Figure 5

Visual confirmation of shRNA delivery into embryos via electroporation. Representative images of 4 hpf embryos are shown for each experimental condition. All images were projected from confocal z-stacks of ~ 20 μm. Hoechst staining of DNA is shown in blue (note some embryonic cells undergoing mitosis) and rhodamine-tyramide in red. The bottom row shows the single red channel in black and white for each condition to enhance contrast. In all cases, shRNAs were delivered at a concentration of 900 ng/μl. (A) Scrambled shRNA-electroporated embryo for which tyramide signal amplification (TSA) was carried out. (B) Digoxigenin-labeled scrambled shRNA-electroporated embryo for which TSA was performed but peroxidase-labeled anti-DIG antibody (Ab) was not added.
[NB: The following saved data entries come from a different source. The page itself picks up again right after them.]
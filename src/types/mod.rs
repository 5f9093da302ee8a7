// Public modules
pub mod chat_request;
pub mod connection_status;
pub mod message;
pub mod toast;

// Re-exports
pub use chat_request::{AssistantReply, ChatRequest, ChatResponse, EMPTY_REPLY_TEXT};
pub use connection_status::{ConnectionMonitor, ConnectionStatus};
pub use message::{Message, MessageId, Role};
pub use toast::{TOAST_DURATION, Toast, ToastKind, ToastSlot};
Note the complete lack of rhodamine-tyramide signal in A,B controls. (C) Embryo that was soaked with digoxigenin-labeled scrambled shRNA for the length of an electroporation procedure (~ 3 min) but was not electroporated, and for which the TSA reaction was carried out. Note that some dots appear with the rhodamine-tyramide signal, mostly from shRNAs stuck on the surface but not inside the cells (see Supplementary Video S3). (D) Digoxigenin-labeled scrambled shRNA-electroporated embryo for which TSA was performed. Notice the intense fluorescence generated from the rhodamine-tyramide signal, largely coming from shRNAs that were delivered inside the one-cell stage embryonic stage via electroporation, and which stayed inside the cells throughout the first stages of cleavage (see Supplementary Video S4). Scale bar 50 μm.